Vitamin B6 is a well known cofactor in over 100 metabolic reactions, among which one-carbon metabolism, and is shown to play a role in oxidative stress, immune system regulation and carcinogenesis. In one-carbon metabolism, vitamin B6 is a co-factor for serine hydroxylmethyltransferase (SHMT), cystathionine β-synthase (CBS) and cystathionine γ-lyase (CGL). One-carbon metabolism is important in DNA synthesis, DNA repair, DNA methylation, protection against oxidative stress and detoxification. Therefore, adequate levels of vitamin B6 are required for maintenance of these processes. Vitamin B6, especially the vitamer pyridoxamine, is shown to have anti-oxidative capacities by scavenging reactive oxygen species (ROS), reactive carbonyl species (RCS) and chelation of redox-active metal ions.

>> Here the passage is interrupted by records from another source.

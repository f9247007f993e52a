//! User identity types.

use std::fmt;

use chrono::{DateTime, Utc};
use serde::{Deserialize, Serialize};
use utoipa::ToSchema;
use uuid::Uuid;

/// Validation errors for user component types.
#[derive(Debug, Clone, PartialEq, Eq, thiserror::Error)]
pub enum UserValidationError {
    /// The username is empty after trimming.
    #[error("username must not be empty")]
    EmptyUsername,
    /// The username is shorter than the allowed minimum.
    #[error("username must be at least {min} characters")]
    UsernameTooShort {
        /// Minimum accepted length.
        min: usize,
    },
    /// The username is longer than the allowed maximum.
    #[error("username must be at most {max} characters")]
    UsernameTooLong {
        /// Maximum accepted length.
        max: usize,
    },
    /// The username contains characters outside the allowed set.
    #[error("username may only contain letters, numbers, or underscores")]
    UsernameInvalidCharacters,
    /// The email address is empty after trimming.
    #[error("email must not be empty")]
    EmptyEmail,
    /// The email address does not have a plausible `local@domain` shape.
    #[error("email must be a valid address")]
    InvalidEmail,
}

/// Minimum allowed length for a username.
pub const USERNAME_MIN: usize = 3;
/// Maximum allowed length for a username.
pub const USERNAME_MAX: usize = 32;

/// Stable user identifier stored as a UUID.
#[derive(Debug, Clone, Copy, PartialEq, Eq, Hash, Serialize, Deserialize, ToSchema)]
#[serde(transparent)]
pub struct UserId(Uuid);

impl UserId {
    /// Wrap an existing UUID.
    pub const fn from_uuid(id: Uuid) -> Self {
        Self(id)
    }

    /// Generate a new random identifier.
    pub fn random() -> Self {
        Self(Uuid::new_v4())
    }

    /// Access the underlying UUID.
    pub const fn as_uuid(&self) -> &Uuid {
        &self.0
    }
}

impl fmt::Display for UserId {
    fn fmt(&self, f: &mut fmt::Formatter<'_>) -> fmt::Result {
        write!(f, "{}", self.0)
    }
}

impl std::str::FromStr for UserId {
    type Err = uuid::Error;

    fn from_str(s: &str) -> Result<Self, Self::Err> {
        Ok(Self(Uuid::parse_str(s)?))
    }
}

/// Unique account name shown alongside reviews and hosted meetups.
#[derive(Debug, Clone, PartialEq, Eq, Serialize, Deserialize, ToSchema)]
#[serde(try_from = "String", into = "String")]
pub struct Username(String);

impl Username {
    /// Validate and construct a [`Username`].
    pub fn new(username: impl Into<String>) -> Result<Self, UserValidationError> {
        let username = username.into();
        if username.trim().is_empty() {
            return Err(UserValidationError::EmptyUsername);
        }

        let length = username.chars().count();
        if length < USERNAME_MIN {
            return Err(UserValidationError::UsernameTooShort { min: USERNAME_MIN });
        }
        if length > USERNAME_MAX {
            return Err(UserValidationError::UsernameTooLong { max: USERNAME_MAX });
        }

        if !username
            .chars()
            .all(|c| c.is_ascii_alphanumeric() || c == '_')
        {
            return Err(UserValidationError::UsernameInvalidCharacters);
        }

        Ok(Self(username))
    }
}

impl AsRef<str> for Username {
    fn as_ref(&self) -> &str {
        self.0.as_str()
    }
}

impl fmt::Display for Username {
    fn fmt(&self, f: &mut fmt::Formatter<'_>) -> fmt::Result {
        f.write_str(self.as_ref())
    }
}

impl From<Username> for String {
    fn from(value: Username) -> Self {
        value.0
    }
}

impl TryFrom<String> for Username {
    type Error = UserValidationError;

    fn try_from(value: String) -> Result<Self, Self::Error> {
        Self::new(value)
    }
}

/// Email address used as the login identifier.
///
/// Validation is structural only (`local@domain` with a dotted domain); the
/// address is stored exactly as supplied.
#[derive(Debug, Clone, PartialEq, Eq, Serialize, Deserialize, ToSchema)]
#[serde(try_from = "String", into = "String")]
pub struct EmailAddress(String);

impl EmailAddress {
    /// Validate and construct an [`EmailAddress`].
    pub fn new(email: impl Into<String>) -> Result<Self, UserValidationError> {
        let email = email.into();
        if email.trim().is_empty() {
            return Err(UserValidationError::EmptyEmail);
        }
        if email.trim() != email || email.chars().any(char::is_whitespace) {
            return Err(UserValidationError::InvalidEmail);
        }

        let Some((local, domain)) = email.split_once('@') else {
            return Err(UserValidationError::InvalidEmail);
        };
        if local.is_empty()
            || domain.is_empty()
            || !domain.contains('.')
            || domain.starts_with('.')
            || domain.ends_with('.')
            || domain.contains('@')
        {
            return Err(UserValidationError::InvalidEmail);
        }

        Ok(Self(email))
    }
}

impl AsRef<str> for EmailAddress {
    fn as_ref(&self) -> &str {
        self.0.as_str()
    }
}

impl fmt::Display for EmailAddress {
    fn fmt(&self, f: &mut fmt::Formatter<'_>) -> fmt::Result {
        f.write_str(self.as_ref())
    }
}

impl From<EmailAddress> for String {
    fn from(value: EmailAddress) -> Self {
        value.0
    }
}

impl TryFrom<String> for EmailAddress {
    type Error = UserValidationError;

    fn try_from(value: String) -> Result<Self, Self::Error> {
        Self::new(value)
    }
}

/// Application user.
///
/// ## Invariants
/// - `username` and `email` satisfy their newtype validation.
/// - The password hash is deliberately not part of this type; it only exists
///   at the persistence boundary.
#[derive(Debug, Clone, PartialEq, Eq, Serialize, Deserialize, ToSchema)]
#[serde(rename_all = "camelCase")]
pub struct User {
    #[schema(value_type = String, example = "3fa85f64-5717-4562-b3fc-2c963f66afa6")]
    id: UserId,
    #[schema(value_type = String, example = "ada_lovelace")]
    username: Username,
    #[schema(value_type = String, example = "ada@example.org")]
    email: EmailAddress,
    created_at: DateTime<Utc>,
}

impl User {
    /// Build a new [`User`] from validated components.
    pub const fn new(
        id: UserId,
        username: Username,
        email: EmailAddress,
        created_at: DateTime<Utc>,
    ) -> Self {
        Self {
            id,
            username,
            email,
            created_at,
        }
    }

    /// Stable user identifier.
    pub const fn id(&self) -> &UserId {
        &self.id
    }

    /// Unique account name.
    pub const fn username(&self) -> &Username {
        &self.username
    }

    /// Login email address.
    pub const fn email(&self) -> &EmailAddress {
        &self.email
    }

    /// Account creation timestamp.
    pub const fn created_at(&self) -> DateTime<Utc> {
        self.created_at
    }
}

#[cfg(test)]
mod tests {
    use super::*;
    use rstest::rstest;

    #[rstest]
    #[case("ada_lovelace", true)]
    #[case("abc", true)]
    #[case("Ada99", true)]
    #[case("ab", false)]
    #[case("", false)]
    #[case("   ", false)]
    #[case("ada lovelace", false)]
    #[case("ada!", false)]
    fn username_validation(#[case] input: &str, #[case] ok: bool) {
        assert_eq!(Username::new(input).is_ok(), ok, "input: {input:?}");
    }

    #[test]
    fn username_rejects_overlong_input() {
        let long = "a".repeat(USERNAME_MAX + 1);
        assert_eq!(
            Username::new(long),
            Err(UserValidationError::UsernameTooLong { max: USERNAME_MAX })
        );
    }

    #[rstest]
    #[case("ada@example.org", true)]
    #[case("a.b+c@sub.example.org", true)]
    #[case("", false)]
    #[case("plainaddress", false)]
    #[case("@example.org", false)]
    #[case("ada@", false)]
    #[case("ada@nodot", false)]
    #[case("ada@.example.org", false)]
    #[case("ada @example.org", false)]
    fn email_validation(#[case] input: &str, #[case] ok: bool) {
        assert_eq!(EmailAddress::new(input).is_ok(), ok, "input: {input:?}");
    }

    #[test]
    fn user_id_serialises_as_plain_uuid_string() {
        let id = UserId::random();
        let value = serde_json::to_value(id).expect("serialise id");
        assert_eq!(value, serde_json::json!(id.as_uuid().to_string()));
    }
}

In vitamin B6 deficiency, suppression of development of lymphoid organs, lymphocyte proliferation, cytotoxicity, delayed type hypersensitivity reaction, skin transplant rejection, antibody production and production of interleukins involved in a T-helper 1 response, are shown in in vitro and animal studies. The effects of vitamin B6 status on one-carbon metabolism are the most hypothesized mechanism of the aberration of the regulation of the immune system, found in vitamin B6 deficiency. Vitamin B6 is shown to protect against (colorectal) carcinogenesis. Several mechanisms are hypothesized, such as aberration of one-carbon metabolism, expression of genes involved in cell proliferation, detoxification of carcinogenic compounds, protection against oxidative stress and angiogenesis, oxidative stress, inflammation and nitric oxide synthesis.